Interview avec James Grady – Condor

Condor - James Grady - Roulette russe - Les Six Jours du Condor - Rivages

La sortie en octobre 2022 de Roulette russe (Rivages) de James Grady nous a donné envie d’exhumer une interview de 2010 de l’auteur américain. Le recueil de nouvelles Roulette russe met en scène une dernière fois le personnage de Condor et cette interview portait en partie sur ce personnage emblématique de l’écrivain…

James Grady, quand on lit votre biographie, on voit des romans et des nouvelles, des scénarios pour le cinéma, la télévision, des traductions… Bref, une carrière bien remplie. D’après vous, quels en ont été les moments les plus marquants pour vous ?
La première chose a été la publication du Condor [ndlr, Les Six Jours du Condor est le premier livre de James Grady, publié alors qu’il n’a que 24 ans – il s’en explique encore dans la longue préface à Roulette russe], bien sur. La deuxième, la chance d’être journaliste, de faire des reportages d’investigation.
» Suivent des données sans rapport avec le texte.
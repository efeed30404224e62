//! Core type system for compile-time dimensioned quantities.
//!
//! `dimq-core` provides a minimal, zero-cost dimension model:
//!
//! - A *dimension* is a type implementing [`Dimension`]: a vector of `typenum` integer exponents over the basis
//!   `time, mass, length, angle` (plus four reserved axes that are always zero).
//! - A value tagged with a dimension is a [`Quantity<D, V>`], backed by one scalar `V` ([`DefaultPrecision`] unless
//!   stated otherwise).
//! - Products, quotients and square roots compute their dimension with [`Product`], [`Quotient`] and [`Root`],
//!   entirely at compile time.
//!
//! Most users should depend on `dimq` (the facade crate) unless they need direct access to these primitives.
//!
//! # What this crate solves
//!
//! - Compile-time separation of dimensions: a mass cannot be added to a length, compared with a force, or
//!   converted into one.
//! - Zero runtime overhead for dimension tags (phantom types only).
//! - Dimensional analysis: `Mass * Accel` *is* `Force`, because both are the same exponent vector.
//!
//! # What this crate does not try to solve
//!
//! - Units and unit conversion: a quantity stores whatever scalar you give it, by convention in SI base units.
//! - Parsing quantities from strings.
//! - Non-multiplicative relationships (offsets such as °C, logarithmic scales).
//!
//! # Quick start
//!
//! ```rust
//! use dimq_core::si::{Kilograms, MetersPerSecondSquared, Newtons};
//!
//! let f: Newtons = Kilograms::new(20.0) * MetersPerSecondSquared::new(9.81);
//! assert!((f.value() - 196.2).abs() < 1e-9);
//! ```
//!
//! Dimensions that don't match are rejected by the compiler:
//!
//! ```compile_fail
//! use dimq_core::si::{Kilograms, Meters};
//!
//! let _ = Kilograms::new(20.0) + Meters::new(5.0);
//! ```
//!
//! # `no_std`
//!
//! Disable default features to build `dimq-core` without `std`:
//!
//! ```toml
//! [dependencies]
//! dimq-core = { version = "0.1.0", default-features = false }
//! ```
//!
//! When `std` is disabled, `sqrt` and `abs` are provided via `libm`.
//!
//! # Feature flags
//!
//! - `std` (default): enables `std` support.
//! - `serde`: enables `serde` support for `Quantity<D, V>` (the raw scalar) and the [`serde_with_dims`] helper.
//! - `f32-precision`: makes [`DefaultPrecision`] `f32` instead of `f64`.
//!
//! # Panics and errors
//!
//! Dimension errors are compile errors. At run time, arithmetic follows the scalar type: IEEE-754 for floats
//! (division by zero gives infinity or NaN, `sqrt` of a negative value gives NaN), the usual panics for integer
//! division by zero. [`DimensionError`] is only produced by the value-level [`Exponents`] algebra and by
//! deserialization.

#![deny(missing_docs)]
#![cfg_attr(not(feature = "std"), no_std)]
#![forbid(unsafe_code)]

#[cfg(not(feature = "std"))]
extern crate libm;

// ─────────────────────────────────────────────────────────────────────────────
// Core modules
// ─────────────────────────────────────────────────────────────────────────────

mod dimension;
mod exponents;
mod macros;
mod precision;
mod quantity;

// ─────────────────────────────────────────────────────────────────────────────
// Public re-exports of core types
// ─────────────────────────────────────────────────────────────────────────────

pub use dimension::{
    dimension_equal, Dim, DimDiv, DimMul, DimSqrt, Dimension, Product, Quotient, Root, SameDimension,
};
pub use exponents::{Axis, DimensionError, Exponents, AXES};
pub use precision::{DefaultPrecision, Real};
pub use quantity::{sqrt, Quantity};

#[cfg(feature = "serde")]
pub use quantity::serde_with_dims;

/// Type-level integers used as exponents.
pub use typenum;

// ─────────────────────────────────────────────────────────────────────────────
// Named dimensions and aliases
// ─────────────────────────────────────────────────────────────────────────────

pub mod dims;
pub mod si;
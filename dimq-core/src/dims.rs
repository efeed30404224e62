//! Named dimensions.
//!
//! Axis order is `time, mass, length, angle`; each value is the exponent of that axis. By convention the base
//! units are the second, the kilogram, the metre and the radian, but nothing here depends on a unit choice.
//!
//! These are fixed lookup values rather than computed ones. The relationships between them are checked by the
//! compiler at the bottom of this file.

use typenum::{N1, N2, N3, P1, P2, P3, Z0};

use crate::dimension::{Dim, Product, Quotient};

/// Dimensionless scalar.
///
/// For unit-less coefficients and ratios; don't use it to avoid declaring the dimensions of values.
pub type Dimensionless = Dim<Z0, Z0, Z0, Z0>;

/// Time (s).
pub type Time = Dim<P1, Z0, Z0, Z0>;

/// Mass (kg).
pub type Mass = Dim<Z0, P1, Z0, Z0>;

/// Length (m).
pub type Length = Dim<Z0, Z0, P1, Z0>;

/// Plane angle (rad).
pub type Angle = Dim<Z0, Z0, Z0, P1>;

/// Area (m²).
pub type Area = Dim<Z0, Z0, P2, Z0>;

/// Volume (m³).
pub type Volume = Dim<Z0, Z0, P3, Z0>;

/// Density (kg/m³).
pub type Density = Dim<Z0, P1, N3, Z0>;

/// Speed (m/s).
pub type Speed = Dim<N1, Z0, P1, Z0>;

/// Acceleration (m/s²).
pub type Accel = Dim<N2, Z0, P1, Z0>;

/// Angular speed (rad/s).
pub type AngSpeed = Dim<N1, Z0, Z0, P1>;

/// Angular acceleration (rad/s²).
pub type AngAccel = Dim<N2, Z0, Z0, P1>;

/// Force (N = kg·m/s²).
pub type Force = Dim<N2, P1, P1, Z0>;

/// Linear stiffness (N/m = kg/s²).
pub type Stiffness = Dim<N2, P1, Z0, Z0>;

/// Linear damping coefficient (N·s/m = kg/s).
pub type Viscosity = Dim<N1, P1, Z0, Z0>;

/// Torque (N·m).
pub type Torque = Dim<N2, P1, P2, Z0>;

/// Angular stiffness (N·m/rad).
pub type AngStiffness = Dim<N2, P1, P2, N1>;

/// Angular damping coefficient (N·m·s/rad).
pub type AngViscosity = Dim<N1, P1, P2, N1>;

/// Moment of inertia (kg·m²).
pub type MomentOfInertia = Dim<Z0, P1, P2, Z0>;

macro_rules! assert_relation {
    ($lhs:ty, $rhs:ty) => {
        const _: () = assert!(<$lhs as $crate::Dimension>::EXPONENTS
            .equals(&<$rhs as $crate::Dimension>::EXPONENTS));
    };
}

assert_relation!(Product<Mass, Accel>, Force);
assert_relation!(Product<Force, Length>, Torque);
assert_relation!(Quotient<Length, Time>, Speed);
assert_relation!(Quotient<Speed, Time>, Accel);
assert_relation!(Quotient<Angle, Time>, AngSpeed);
assert_relation!(Quotient<AngSpeed, Time>, AngAccel);
assert_relation!(Product<Length, Length>, Area);
assert_relation!(Product<Area, Length>, Volume);
assert_relation!(Quotient<Mass, Volume>, Density);
assert_relation!(Quotient<Force, Length>, Stiffness);
assert_relation!(Quotient<Force, Speed>, Viscosity);
assert_relation!(Quotient<Torque, Angle>, AngStiffness);
assert_relation!(Quotient<Torque, AngSpeed>, AngViscosity);
assert_relation!(Product<Mass, Area>, MomentOfInertia);

#[cfg(test)]
mod tests {
    use super::*;
    use crate::dimension::{Dimension, Root, SameDimension};
    use crate::exponents::{Axis, Exponents};

    fn same<A: Dimension, B: SameDimension<A>>() {}

    #[test]
    fn base_dimensions_are_unit_vectors() {
        assert_eq!(Time::EXPONENTS.get(Axis::Time), 1);
        assert_eq!(Mass::EXPONENTS.get(Axis::Mass), 1);
        assert_eq!(Length::EXPONENTS.get(Axis::Length), 1);
        assert_eq!(Angle::EXPONENTS.get(Axis::Angle), 1);
        assert_eq!(Dimensionless::EXPONENTS, Exponents::DIMENSIONLESS);
    }

    #[test]
    fn reserved_axes_are_zero() {
        let all = [
            Dimensionless::EXPONENTS,
            Time::EXPONENTS,
            Mass::EXPONENTS,
            Length::EXPONENTS,
            Angle::EXPONENTS,
            Area::EXPONENTS,
            Volume::EXPONENTS,
            Density::EXPONENTS,
            Speed::EXPONENTS,
            Accel::EXPONENTS,
            AngSpeed::EXPONENTS,
            AngAccel::EXPONENTS,
            Force::EXPONENTS,
            Stiffness::EXPONENTS,
            Viscosity::EXPONENTS,
            Torque::EXPONENTS,
            AngStiffness::EXPONENTS,
            AngViscosity::EXPONENTS,
            MomentOfInertia::EXPONENTS,
        ];
        for e in all {
            for axis in [Axis::Reserved0, Axis::Reserved1, Axis::Reserved2, Axis::Reserved3] {
                assert_eq!(e.get(axis), 0, "{e} has a non-zero {axis} exponent");
            }
        }
    }

    #[test]
    fn derived_dimensions_are_consistent_at_type_level() {
        same::<Product<Mass, Accel>, Force>();
        same::<Product<Force, Length>, Torque>();
        same::<Quotient<Length, Time>, Speed>();
        same::<Quotient<Speed, Time>, Accel>();
        same::<Product<Density, Volume>, Mass>();
        same::<Product<Stiffness, Length>, Force>();
        same::<Product<Viscosity, Speed>, Force>();
        same::<Product<AngStiffness, Angle>, Torque>();
        same::<Product<AngViscosity, AngSpeed>, Torque>();
        same::<Root<Area>, Length>();
    }

    #[test]
    fn angle_is_a_real_axis() {
        // Radians are tracked, so torque and angular stiffness differ.
        assert_ne!(Torque::EXPONENTS, AngStiffness::EXPONENTS);
        assert_ne!(<Product<MomentOfInertia, AngAccel>>::EXPONENTS, Torque::EXPONENTS);
    }
}
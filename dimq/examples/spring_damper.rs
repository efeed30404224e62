//! Simulates a mass on a spring with a viscous damper using explicit Euler steps.
//!
//! Every intermediate value is dimensioned, so swapping `k` and `b` or forgetting a `dt` is a compile error.
//!
//! # Environment Variables
//!
//! - `RUST_LOG`: Log level (default: info); `debug` prints every step.

use std::env;

use anyhow::ensure;
use tracing::{debug, info, Level};
use tracing_subscriber::FmtSubscriber;

use dimq::{
    Kilograms, Meters, MetersPerSecond, MetersPerSecondSquared, NewtonSecondsPerMeter, Newtons, NewtonsPerMeter,
    Seconds,
};

struct Oscillator {
    mass: Kilograms,
    stiffness: NewtonsPerMeter,
    damping: NewtonSecondsPerMeter,
    position: Meters,
    velocity: MetersPerSecond,
}

impl Oscillator {
    fn force(&self) -> Newtons {
        -(self.stiffness * self.position) - self.damping * self.velocity
    }

    fn step(&mut self, dt: Seconds) {
        let accel: MetersPerSecondSquared = self.force() / self.mass;
        self.velocity += accel * dt;
        self.position += self.velocity * dt;
    }
}

fn main() -> anyhow::Result<()> {
    FmtSubscriber::builder()
        .with_max_level(
            env::var("RUST_LOG")
                .ok()
                .and_then(|s| s.parse().ok())
                .unwrap_or(Level::INFO),
        )
        .with_target(true)
        .init();

    let mut osc = Oscillator {
        mass: Kilograms::new(2.0),
        stiffness: NewtonsPerMeter::new(50.0),
        damping: NewtonSecondsPerMeter::new(1.5),
        position: Meters::new(0.2),
        velocity: MetersPerSecond::new(0.0),
    };
    let dt = Seconds::new(0.01);
    let steps = 1_000;

    info!(
        mass = osc.mass.value(),
        stiffness = osc.stiffness.value(),
        damping = osc.damping.value(),
        "Starting simulation"
    );

    let initial = osc.position.abs();
    let mut elapsed = Seconds::default();
    for i in 0..steps {
        osc.step(dt);
        elapsed += dt;
        debug!(
            step = i,
            t = elapsed.value(),
            x = osc.position.value(),
            v = osc.velocity.value(),
            "step"
        );
    }

    info!(
        t = elapsed.value(),
        x = osc.position.value(),
        v = osc.velocity.value(),
        "Simulation finished"
    );
    ensure!(
        osc.position.abs() < initial,
        "damped oscillator gained amplitude: {} m > {} m",
        osc.position.abs(),
        initial
    );

    Ok(())
}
Et peut-être la troisième, le fait de ne pas me contenter de vendre mes livres pour qu’ils soient adaptés, mais de pouvoir travailler directement avec le cinéma et la télévision… mais tout ceci est mélangé.
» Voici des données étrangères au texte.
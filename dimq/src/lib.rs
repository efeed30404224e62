//! Compile-time dimensional analysis for physical quantities.
//!
//! `dimq` is the user-facing crate in this workspace. It re-exports the full API from `dimq-core`, the SI-named
//! quantity aliases and the `#[derive(Dimension)]` macro.
//!
//! The core idea is: a value is always a `Quantity<D>`, where `D` is a zero-sized type holding the exponents of
//! time, mass, length and angle as type-level integers. Dimensions are checked by the compiler and cost nothing at
//! run time; a `Quantity<D>` is exactly one `f64` (or whatever scalar you pick).
//!
//! # What this crate solves
//!
//! - Prevents mixing incompatible dimensions (you can't add kilograms to metres or compare a force with a torque).
//! - Computes result dimensions of products, quotients and square roots at compile time.
//! - Lets dimensions carry their own names while staying interchangeable with structurally equal ones.
//!
//! # What this crate does not try to solve
//!
//! - Unit conversion or unit prefixes: values are stored as given, conventionally in SI base units.
//! - Mixed-precision arithmetic: both operands of a binary operator use the same scalar type.
//! - Runtime-typed dimensions.
//!
//! # Quick start
//!
//! Newton's second law:
//!
//! ```rust
//! use dimq::{Kilograms, MetersPerSecondSquared, Newtons};
//!
//! let m = Kilograms::new(20.0);
//! let a = MetersPerSecondSquared::new(9.81);
//! let f: Newtons = m * a;
//! assert!((f.value() - 196.2).abs() < 1e-9);
//! ```
//!
//! Ratios of like quantities are dimensionless:
//!
//! ```rust
//! use dimq::{Meters, Unitless};
//!
//! let r: Unitless = Meters::new(10.0) / Meters::new(2.0);
//! assert_eq!(r.value(), 5.0);
//! ```
//!
//! Give a dimension a name of its own with the derive:
//!
//! ```rust
//! use dimq::{Dimension, Kilograms, MetersPerSecondSquared, Quantity};
//!
//! #[derive(Dimension)]
//! #[dimension(time = -2, mass = 1, length = 1)]
//! pub enum Weight {}
//!
//! let w = Quantity::<Weight>::convert(Kilograms::new(2.0) * MetersPerSecondSquared::new(9.81));
//! assert!((w.value() - 19.62).abs() < 1e-9);
//! ```
//!
//! # Incorrect usage (type errors)
//!
//! Adding different dimensions:
//!
//! ```compile_fail
//! use dimq::{Kilograms, Meters};
//!
//! let _ = Kilograms::new(20.0) + Meters::new(5.0);
//! ```
//!
//! Comparing different dimensions:
//!
//! ```compile_fail
//! use dimq::{Newtons, NewtonMeters};
//!
//! let _ = Newtons::new(1.0) < NewtonMeters::new(1.0);
//! ```
//!
//! Assigning a product to the wrong dimension:
//!
//! ```compile_fail
//! use dimq::{Kilograms, Meters, Newtons};
//!
//! let _: Newtons = Kilograms::new(1.0) * Meters::new(1.0);
//! ```
//!
//! Square root of a dimension with odd exponents:
//!
//! ```compile_fail
//! use dimq::Meters;
//!
//! let _ = Meters::new(4.0).sqrt();
//! ```
//!
//! Mixing precisions:
//!
//! ```compile_fail
//! use dimq::{dims, Quantity};
//!
//! let a = Quantity::<dims::Mass, f32>::new(1.0);
//! let b = Quantity::<dims::Accel, f64>::new(1.0);
//! let _ = a * b;
//! ```
//!
//! Converting between unequal dimensions:
//!
//! ```compile_fail
//! use dimq::{dims, Quantity, NewtonMeters};
//!
//! let _ = Quantity::<dims::AngStiffness>::convert(NewtonMeters::new(1.0));
//! ```
//!
//! # Modules
//!
//! - `dimq::dims`: named dimension vectors (`Force`, `Stiffness`, `AngViscosity`, …)
//! - `dimq::si`: `Quantity` aliases named after SI units, also re-exported at the crate root
//!
//! # Feature flags
//!
//! - `std` (default): enables `std` support in `dimq-core`.
//! - `serde`: enables `serde` support for `Quantity<D, V>` and the `serde_with_dims` helper.
//! - `f32-precision`: the default scalar becomes `f32`.
//!
//! Disable default features for `no_std`:
//!
//! ```toml
//! [dependencies]
//! dimq = { version = "0.1.0", default-features = false }
//! ```
//!
//! # Panics and errors
//!
//! Dimension mistakes are compile errors. Arithmetic on the scalar behaves exactly like the scalar: IEEE-754 for
//! floats, the usual integer panics for integer division by zero.
//!
//! # SemVer and stability
//!
//! This workspace is currently `0.x`. Expect breaking changes between minor versions until `1.0`.
#![cfg_attr(not(feature = "std"), no_std)]
#![forbid(unsafe_code)]

pub use dimq_core::*;

/// Derives [`Dimension`](trait@dimq_core::Dimension) for a marker type from a `#[dimension(...)]` attribute.
///
/// Keys are `time`, `mass`, `length` and `angle` (integer exponents, default `0`) and `crate` (path to this crate,
/// default `::dimq`).
pub use dimq_derive::Dimension;

pub use dimq_core::si::*;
Condor - James Grady - Roulette russe - Les Six Jours du Condor - Rivages

Et comment abordez-vous votre métier d’écrivain aujourd’hui ?
Aujourd’hui, c’est encore plus important d’écrire de façon réaliste et d’écrire en sachant vraiment de quoi on parle, avec une vision de l’intérieur. Maintenant, avec internet il y a tellement de données qui affluent que le travail d’écrivain est d’être une lampe torche pour éclairer tout ça.

On reviendra sur cette profusion de données un peu plus tard, mais pour continuer, on ne peut pas faire abstraction des Six jours du Condor, ressorti chez Rivages en 2007 avec une excellente préface, qui remet le livre dans son contexte. Lorsqu’on relit certains livres, on les trouve “datés”, celui-ci, n’a pas pris une ride, comment l’expliquez-vous ?
C’est peut-être lié au fait que le livre ne raconte pas juste des querelles d’espion qui se tapent dessus. Je voulais écrire sur un personnage ordinaire qui se retrouve pris dans des circonstances extraordinaires. Et comme instinctivement c’est ça que je visais – c’était ma cible – c’est en ça que l’histoire devient intemporelle.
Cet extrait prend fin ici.